I've got a Raspberry PI with Emdebian installed on it, and want to cross-compile projects.

There is plenty of documentation on how to obtain a toolchain and build a simple project with it. I myself managed to build a toolchain with crosstool-ng and wrote a hello world program which works fine.

What I don't get is how to handle cross-compiling more complex projects like Qt, which have dependencies on other libraries. Let's use libdbus as an example, as that is one of Qt's dependencies.

The installed Emdebian already contains libdbus.so, so naturally I'd prefer to use that, instead of cross-compiling my own libdbus.so, as compiling all of Qt's dependencies would take a lot of time.

For cross-compiling, there are two important directories, as far as I understand:

  1. The "staging" directory, where all the installed libraries and applications live. This initially is a copy of the toolchain's sysroot directory, and gets populated with more libraries as they are cross-compiled.
  2. The "rootfs" directory, which is equivalent to what is on the device - essentially a copy of the staging directory without unneeded stuff like documentation and header files. As far as I understand it, the best approach is to copy required files from the staging directory into the rootfs.

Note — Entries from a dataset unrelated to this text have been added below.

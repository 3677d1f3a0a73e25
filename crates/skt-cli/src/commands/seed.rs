use anyhow::Context;
use serde::Serialize;
use skt_core::enums::BeneficiaryStatus;
use skt_core::validation::{NewBeneficiary, parse_date};
use skt_db::repos::audit::Actor;
use skt_db::repos::programme::ProgrammeFilter;
use skt_db::service::SktService;
use skt_db::updates::programme::ProgrammeUpdateBuilder;

use crate::cli::GlobalFlags;
use crate::cli::root_commands::SeedArgs;
use crate::output::output;

struct SampleLearner {
    learner_id: &'static str,
    status: BeneficiaryStatus,
    enrolled: &'static str,
    district: &'static str,
}

const SAMPLE_LEARNERS: [SampleLearner; 5] = [
    SampleLearner {
        learner_id: "LEARNER001",
        status: BeneficiaryStatus::Training,
        enrolled: "2025-01-01",
        district: "Pune",
    },
    SampleLearner {
        learner_id: "LEARNER002",
        status: BeneficiaryStatus::Certified,
        enrolled: "2025-01-02",
        district: "Pune",
    },
    SampleLearner {
        learner_id: "LEARNER003",
        status: BeneficiaryStatus::Placed,
        enrolled: "2025-01-03",
        district: "Mumbai",
    },
    SampleLearner {
        learner_id: "LEARNER004",
        status: BeneficiaryStatus::Training,
        enrolled: "2025-01-04",
        district: "Nashik",
    },
    SampleLearner {
        learner_id: "LEARNER005",
        status: BeneficiaryStatus::Certified,
        enrolled: "2025-01-05",
        district: "Mumbai",
    },
];

const SAMPLE_DISTRICTS: [&str; 3] = ["Pune", "Mumbai", "Nashik"];

#[derive(Debug, Serialize)]
pub struct SeedReport {
    pub programme_id: String,
    pub programme_name: String,
    pub removed: u64,
    pub created: usize,
    pub districts: Vec<String>,
}

/// Handle `skt seed`.
pub async fn handle(args: &SeedArgs, svc: &SktService, flags: &GlobalFlags) -> anyhow::Result<()> {
    let report = seed_programme(svc, args.programme.as_deref()).await?;
    output(&report, flags.format)
}

/// Replace the beneficiaries of `programme_id` (or of the oldest programme)
/// with the sample learners and point the programme at their districts.
pub async fn seed_programme(svc: &SktService, programme_id: Option<&str>) -> anyhow::Result<SeedReport> {
    let programme = match programme_id {
        Some(id) => svc.get_programme(id).await?,
        None => svc
            .all_programmes(&ProgrammeFilter::default())
            .await?
            .pop()
            .context("No programme found. Please create a programme first.")?,
    };
    tracing::info!(programme = %programme.name, "seeding sample beneficiaries");

    let removed = svc.clear_beneficiaries(&programme.id).await?;

    let actor = Actor::system();
    for sample in &SAMPLE_LEARNERS {
        let new = NewBeneficiary {
            status: sample.status,
            district: Some(sample.district.to_string()),
            enrolled_at: Some(parse_date("enrolled_at", sample.enrolled)?),
            ..NewBeneficiary::enrolled(sample.learner_id)
        };
        svc.create_beneficiary(&programme.id, new, &actor)
            .await
            .with_context(|| format!("failed to seed {}", sample.learner_id))?;
    }

    let districts = SAMPLE_DISTRICTS.iter().map(ToString::to_string).collect::<Vec<_>>();
    let update = ProgrammeUpdateBuilder::new().districts(districts.clone()).build();
    svc.update_programme(&programme.id, update, &actor).await?;

    Ok(SeedReport {
        programme_id: programme.id,
        programme_name: programme.name,
        removed,
        created: SAMPLE_LEARNERS.len(),
        districts,
    })
}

Getting the rootfs directory is easy, as that can be a NFS mount from the device. But how do I get a staging directory for the existing Emdebian installation on the PI? The staging directory needs to include things like dbus headers, which are not installed on the rootfs.

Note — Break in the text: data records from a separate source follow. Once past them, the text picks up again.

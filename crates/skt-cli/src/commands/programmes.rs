use skt_core::enums::{ProgrammeStatus, SponsorType};
use skt_db::repos::programme::ProgrammeFilter;
use skt_db::service::SktService;

use crate::cli::GlobalFlags;
use crate::cli::root_commands::ProgrammesArgs;
use crate::commands::shared::parse::parse_enum;
use crate::output::output;

/// Handle `skt programmes`.
pub async fn handle(args: &ProgrammesArgs, svc: &SktService, flags: &GlobalFlags) -> anyhow::Result<()> {
    let filter = ProgrammeFilter {
        sponsor_type: args
            .sponsor
            .as_deref()
            .map(|value| parse_enum::<SponsorType>(value, "sponsor"))
            .transpose()?,
        status: args
            .status
            .as_deref()
            .map(|value| parse_enum::<ProgrammeStatus>(value, "status"))
            .transpose()?,
        ..ProgrammeFilter::default()
    };
    let programmes = svc.all_programmes(&filter).await?;
    output(&programmes, flags.format)
}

Some people simply install the dbus headers on the device, with apt-get install libdbus-dev, and then use the rootfs as the staging directory. With this setup, there is no distinction between rootfs and staging anymore, with the disadvantage that the rootfs is polluted with headers, documentation and so on. The advantage of course is that it is easy.

What is the best way to get the dbus headers into my staging directory on my host machine? What is the usual approach people use in this situation?

As a side question, why does the approach of obtaining a toolchain, compiling a program and then copying that on a target work at all? The toolchain ships its own versions of libc, libstdc++ etc, are they not incompatible with the versions that are installed on the target? Especially when creating using a custom toolchain compiled with crosstool-ng?

(Note that I am not asking how to compile Qt, I can figure that out myself. My question is more general, about the approach to take when combining a custom toolchain with an existing installation/rootfs)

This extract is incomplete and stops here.